The development of drugs that may halt or reverse NASH and its associated fibrosis has accelerated over the past 5 years, and the first drug approvals could potentially occur within the next 2 years, followed by the rapid approval of additional options over the subsequent 2 years. The advancement in the treatment of NASH will require clinicians to understand the underlying pathogenesis of the disease and its related fibrosis, as well as how the various drugs are meant to intervene to prevent progression to cirrhosis. This article reviews drugs that have been evaluated in prior clinical trials for NASH or are currently undergoing evaluation in phase 2 or 3 trials. Focus is paid only on the primary mechanisms of action of specific drugs, as the many other potential targets of these agents are beyond the scope of this article.

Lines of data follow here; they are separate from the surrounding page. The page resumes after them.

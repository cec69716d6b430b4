// ==========================================
// 资产台账后台 - API 层
// ==========================================
// 职责: 提供业务 API 接口，供 HTTP 路由调用
// ==========================================

pub mod error;
pub mod import_api;

// 重导出核心类型
pub use error::{ApiError, ApiResult, ErrorResponse};
pub use import_api::{ImportApi, TEMPLATE_FILE_NAME, XLSX_CONTENT_TYPE};
// ==========================================
// 资产台账后台 - 导入层
// ==========================================
// 职责: 上传文件 → 逐行对账 → 导入结果
// 支持: Excel (.xlsx/.xls/.ods), CSV
// ==========================================

// 模块声明
pub mod asset_importer_impl;
pub mod asset_importer_trait;
pub mod data_cleaner;
pub mod error;
pub mod field_mapper;
pub mod file_parser;
pub mod import_report;
pub mod lookup_resolver;
pub mod reconciliation;
pub mod row_validator;

// 重导出核心类型
pub use asset_importer_impl::AssetImporterImpl;
pub use data_cleaner::DataCleaner;
pub use error::{ImportError, ImportResult, RowFailure};
pub use field_mapper::{ColumnMap, FieldMapper};
pub use file_parser::{CsvParser, ExcelParser, SourceFormat, UniversalFileParser};
pub use import_report::ImportReportAggregator;
pub use lookup_resolver::{LookupCache, LookupResolver};
pub use reconciliation::{report_row_number, ImportDefaults, ReconciliationEngine};
pub use row_validator::RowValidator;

// 重导出 Trait 接口
pub use asset_importer_trait::{AssetImporter, FileParser};
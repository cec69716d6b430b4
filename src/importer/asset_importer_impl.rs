// ==========================================
// 资产台账后台 - 资产导入器实现
// ==========================================
// 职责: 整合导入流程，从上传文件到对账结果
// 流程: 格式识别 → 解析 → 空批次检查 → 读取默认值 → 预热参照缓存 → 逐行对账
// ==========================================

use crate::config::ImportConfigReader;
use crate::domain::import::{ConflictPolicy, ImportReport, UploadedFile};
use crate::importer::asset_importer_trait::AssetImporter;
use crate::importer::error::{ImportError, ImportResult};
use crate::importer::file_parser::{SourceFormat, UniversalFileParser};
use crate::importer::lookup_resolver::LookupResolver;
use crate::importer::reconciliation::{ImportDefaults, ReconciliationEngine};
use crate::repository::AssetRepository;
use async_trait::async_trait;
use std::sync::Arc;
use std::time::Instant;
use tracing::{debug, error, info, instrument};
use uuid::Uuid;

// ==========================================
// AssetImporterImpl - 资产导入器实现
// ==========================================
pub struct AssetImporterImpl<R, C>
where
    R: AssetRepository + ?Sized,
    C: ImportConfigReader,
{
    // 数据访问层
    repo: Arc<R>,

    // 配置读取器
    config: C,
}

impl<R, C> AssetImporterImpl<R, C>
where
    R: AssetRepository + ?Sized,
    C: ImportConfigReader,
{
    /// 创建新的 AssetImporter 实例
    ///
    /// # 参数
    /// - repo: 资产仓储（与导出共享）
    /// - config: 配置读取器
    pub fn new(repo: Arc<R>, config: C) -> Self {
        Self { repo, config }
    }

    async fn load_defaults(&self) -> ImportResult<ImportDefaults> {
        Ok(ImportDefaults {
            status: self.config.get_default_status().await?,
            condition: self.config.get_default_condition().await?,
        })
    }
}

#[async_trait]
impl<R, C> AssetImporter for AssetImporterImpl<R, C>
where
    R: AssetRepository + ?Sized,
    C: ImportConfigReader,
{
    #[instrument(
        skip(self, upload),
        fields(
            run_id = tracing::field::Empty,
            file_name = upload.file_name.as_deref().unwrap_or("unknown"),
            skip_duplicates = policy.skip_duplicates,
            update_existing = policy.update_existing,
        )
    )]
    async fn import(
        &self,
        upload: UploadedFile,
        policy: ConflictPolicy,
    ) -> ImportResult<ImportReport> {
        let start_time = Instant::now();
        let run_id = Uuid::new_v4().to_string();
        tracing::Span::current().record("run_id", run_id.as_str());

        if upload.bytes.is_empty() {
            return Err(ImportError::EmptyInput);
        }

        // === 步骤 1: 格式识别与解析 ===
        let format =
            SourceFormat::detect(upload.content_type.as_deref(), upload.file_name.as_deref())?;
        let sheet_name = self.config.get_data_sheet_name().await?;
        debug!(format = ?format, sheet = %sheet_name, "步骤 1: 解析文件");

        let rows = UniversalFileParser::new(sheet_name)
            .parse(format, &upload.bytes)
            .map_err(|e| {
                error!(error = %e, "文件解析失败");
                e
            })?;

        if rows.is_empty() {
            info!("文件无数据行，终止导入");
            return Err(ImportError::EmptyInput);
        }
        info!(total_rows = rows.len(), "文件解析完成");

        // === 步骤 2: 读取默认值并预热参照缓存 ===
        let defaults = self.load_defaults().await?;
        let mut resolver = LookupResolver::seed_from_repository(self.repo.as_ref()).await?;

        // === 步骤 3: 逐行对账 ===
        let engine = ReconciliationEngine::new(self.repo.as_ref(), policy, defaults);
        let report = engine.process_batch(&rows, &mut resolver).await;

        info!(
            created = report.created,
            updated = report.updated,
            skipped = report.skipped,
            errors = report.errors.len(),
            elapsed_ms = start_time.elapsed().as_millis() as u64,
            "导入完成"
        );

        Ok(report)
    }
}
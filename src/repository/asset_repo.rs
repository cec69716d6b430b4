// ==========================================
// 资产台账后台 - 资产 Repository Trait
// ==========================================
// 职责: 定义资产与参照实体的数据访问接口（不包含业务逻辑）
// 红线: Repository 不含业务规则，只做数据 CRUD
// 约束: 每次调用为独立语句，不跨行包事务
// ==========================================

use crate::domain::asset::{Asset, AssetExportRow, AssetFields, ReferenceEntity};
use crate::domain::types::ReferenceKind;
use crate::repository::error::RepositoryResult;
use async_trait::async_trait;

// ==========================================
// AssetRepository Trait
// ==========================================
// 实现者: AssetRepositoryImpl（使用 rusqlite）
#[async_trait]
pub trait AssetRepository: Send + Sync {
    // ===== 资产 =====

    /// 按业务主键（资产编号，大小写敏感）查询资产
    async fn find_by_item_number(&self, item_number: &str) -> RepositoryResult<Option<Asset>>;

    /// 新建资产
    ///
    /// # 返回
    /// - Ok(i64): 新资产 id
    /// - Err(UniqueConstraintViolation): 资产编号已存在（并发导入竞争）
    async fn insert_asset(&self, item_number: &str, fields: &AssetFields) -> RepositoryResult<i64>;

    /// 覆盖资产全部可变字段（资产编号不变）
    async fn update_asset(&self, id: i64, fields: &AssetFields) -> RepositoryResult<()>;

    /// 导出用：全部资产，外键解析为名称，按资产编号排序
    async fn list_export_rows(&self) -> RepositoryResult<Vec<AssetExportRow>>;

    /// 统计资产数量
    async fn count_assets(&self) -> RepositoryResult<usize>;

    // ===== 参照实体 =====

    /// 列出某类参照实体（按名称排序）
    async fn list_references(&self, kind: ReferenceKind) -> RepositoryResult<Vec<ReferenceEntity>>;

    /// 按名称查找参照实体，不存在则创建
    ///
    /// # 参数
    /// - name: 已去首尾空白、保留原始大小写的名称
    ///
    /// # 返回
    /// - Ok(i64): 已有或新建实体的 id（名称大小写不敏感匹配）
    async fn create_reference_if_absent(
        &self,
        kind: ReferenceKind,
        name: &str,
    ) -> RepositoryResult<i64>;
}
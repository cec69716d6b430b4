// ==========================================
// 资产台账后台 - 数据清洗器实现
// ==========================================
// 职责: TRIM / NULL 标准化 / 日期与金额解析 / IP 列表拆分
// 约定: 可选字段解析失败一律返回 None，不产生行错误
// ==========================================

use crate::domain::import::CellValue;
use chrono::{Duration, NaiveDate};

/// 支持的文本日期格式（按顺序尝试）
const DATE_FORMATS: &[&str] = &["%Y-%m-%d", "%Y/%m/%d", "%m/%d/%Y", "%d.%m.%Y", "%Y%m%d"];

/// Excel 序列日期上限（9999-12-31）
const EXCEL_SERIAL_MAX: f64 = 2_958_465.0;

#[derive(Debug, Clone, Copy, Default)]
pub struct DataCleaner;

impl DataCleaner {
    /// 文本字段: TRIM，空白 → None
    pub fn normalize_text(&self, value: &CellValue) -> Option<String> {
        value.as_text()
    }

    /// 日期字段
    ///
    /// - 日期单元格: 原样返回
    /// - 数字: 视为 Excel 序列日期（超出范围时尝试 YYYYMMDD）
    /// - 文本: 按 DATE_FORMATS 解析，兼容 RFC 3339 前缀
    pub fn parse_date(&self, value: &CellValue) -> Option<NaiveDate> {
        match value.resolved() {
            CellValue::Date(d) => Some(*d),
            CellValue::Number(n) => parse_excel_serial(*n).or_else(|| parse_compact_number(*n)),
            CellValue::Text(s) => parse_date_text(s.trim()),
            CellValue::Empty | CellValue::FormulaResult(_) => None,
        }
    }

    /// 采购价格: 非负小数
    ///
    /// 文本会去掉货币符号、千分位与空白；负数/非有限值 → None
    /// 逗号出现在最后一个小数点之后（如 "1.299,50"）视为无法识别
    pub fn parse_price(&self, value: &CellValue) -> Option<f64> {
        let price = match value.resolved() {
            CellValue::Number(n) => *n,
            CellValue::Text(s) => {
                if let (Some(comma), Some(dot)) = (s.rfind(','), s.rfind('.')) {
                    if comma > dot {
                        return None;
                    }
                }
                let cleaned: String = s
                    .trim()
                    .chars()
                    .filter(|c| !matches!(c, '$' | '€' | '£' | '¥' | ',' | '_') && !c.is_whitespace())
                    .collect();
                cleaned.parse::<f64>().ok()?
            }
            _ => return None,
        };

        if price.is_finite() && price >= 0.0 {
            Some(price)
        } else {
            None
        }
    }

    /// IP 地址列表: 按逗号/分号/空白拆分
    ///
    /// 空白单元格 → None（更新时保留原值）
    pub fn split_ip_addresses(&self, value: &CellValue) -> Option<Vec<String>> {
        let text = value.as_text()?;
        Some(
            text.split(|c: char| c == ',' || c == ';' || c.is_whitespace())
                .map(str::trim)
                .filter(|s| !s.is_empty())
                .map(str::to_string)
                .collect(),
        )
    }
}

fn parse_date_text(text: &str) -> Option<NaiveDate> {
    if text.is_empty() {
        return None;
    }

    for format in DATE_FORMATS {
        if let Ok(date) = NaiveDate::parse_from_str(text, format) {
            return Some(date);
        }
    }

    // 2024-01-15T08:00:00Z / 2024-01-15 08:00:00
    text.get(..10)
        .filter(|_| text.len() > 10)
        .and_then(|prefix| NaiveDate::parse_from_str(prefix, "%Y-%m-%d").ok())
}

fn parse_excel_serial(serial: f64) -> Option<NaiveDate> {
    if !(1.0..=EXCEL_SERIAL_MAX).contains(&serial) {
        return None;
    }
    let epoch = NaiveDate::from_ymd_opt(1899, 12, 30)?;
    epoch.checked_add_signed(Duration::days(serial.trunc() as i64))
}

fn parse_compact_number(value: f64) -> Option<NaiveDate> {
    if value.fract() != 0.0 {
        return None;
    }
    NaiveDate::parse_from_str(&format!("{}", value as i64), "%Y%m%d").ok()
}

#[cfg(test)]
mod tests {
    use super::*;

    fn ymd(y: i32, m: u32, d: u32) -> NaiveDate {
        NaiveDate::from_ymd_opt(y, m, d).unwrap()
    }

    #[test]
    fn test_normalize_text() {
        let cleaner = DataCleaner;
        assert_eq!(cleaner.normalize_text(&"  hello  ".into()), Some("hello".to_string()));
        assert_eq!(cleaner.normalize_text(&"   ".into()), None);
        assert_eq!(cleaner.normalize_text(&CellValue::Empty), None);
    }

    #[test]
    fn test_parse_date_formats() {
        let cleaner = DataCleaner;
        let expected = ymd(2024, 1, 15);
        for raw in [
            "2024-01-15",
            "2024/01/15",
            "01/15/2024",
            "15.01.2024",
            "20240115",
            "2024-01-15T08:30:00Z",
        ] {
            assert_eq!(cleaner.parse_date(&raw.into()), Some(expected), "{}", raw);
        }
    }

    #[test]
    fn test_parse_date_cells() {
        let cleaner = DataCleaner;
        assert_eq!(cleaner.parse_date(&CellValue::Date(ymd(2023, 6, 1))), Some(ymd(2023, 6, 1)));
        // 45306 = 2024-01-15
        assert_eq!(cleaner.parse_date(&CellValue::Number(45306.0)), Some(ymd(2024, 1, 15)));
        assert_eq!(
            cleaner.parse_date(&CellValue::FormulaResult(Box::new(CellValue::Number(45306.0)))),
            Some(ymd(2024, 1, 15))
        );
        assert_eq!(cleaner.parse_date(&CellValue::Number(20240115.0)), Some(ymd(2024, 1, 15)));
    }

    #[test]
    fn test_parse_date_invalid_is_none() {
        let cleaner = DataCleaner;
        assert_eq!(cleaner.parse_date(&"not a date".into()), None);
        assert_eq!(cleaner.parse_date(&"2024-13-45".into()), None);
        assert_eq!(cleaner.parse_date(&"".into()), None);
        assert_eq!(cleaner.parse_date(&CellValue::Number(-3.0)), None);
    }

    #[test]
    fn test_parse_price() {
        let cleaner = DataCleaner;
        assert_eq!(cleaner.parse_price(&CellValue::Number(1299.5)), Some(1299.5));
        assert_eq!(cleaner.parse_price(&"$1,299.50".into()), Some(1299.5));
        assert_eq!(cleaner.parse_price(&" 42 ".into()), Some(42.0));
        assert_eq!(cleaner.parse_price(&"-5".into()), None);
        assert_eq!(cleaner.parse_price(&"abc".into()), None);
        assert_eq!(cleaner.parse_price(&CellValue::Empty), None);
    }

    #[test]
    fn test_parse_price_rejects_decimal_comma() {
        let cleaner = DataCleaner;
        assert_eq!(cleaner.parse_price(&"1.299,50".into()), None);
        assert_eq!(cleaner.parse_price(&"€1.299,50".into()), None);
        assert_eq!(cleaner.parse_price(&"1,299".into()), Some(1299.0));
    }

    #[test]
    fn test_split_ip_addresses() {
        let cleaner = DataCleaner;
        assert_eq!(
            cleaner.split_ip_addresses(&"10.0.0.1, 10.0.0.2;10.0.0.3 10.0.0.4".into()),
            Some(vec![
                "10.0.0.1".to_string(),
                "10.0.0.2".to_string(),
                "10.0.0.3".to_string(),
                "10.0.0.4".to_string(),
            ])
        );
        assert_eq!(cleaner.split_ip_addresses(&"".into()), None);
    }
}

The Figure illustrates how the drugs fit into the various pathways that are responsible for the development of NASH, and it intentionally does not capture the full complexity of the disease or the various potential targets of the treatments shown. Of note, NASH is likely a heterogeneous disease, with patients arriving at a common phenotype by different mechanisms. In the future, there may be an era of personalized medicine during which clinicians can select specific therapies based on a patient’s underlying genetic, epigenetic, microbiomic, and environmental risks. Research is needed to better understand how to treat these risks individually.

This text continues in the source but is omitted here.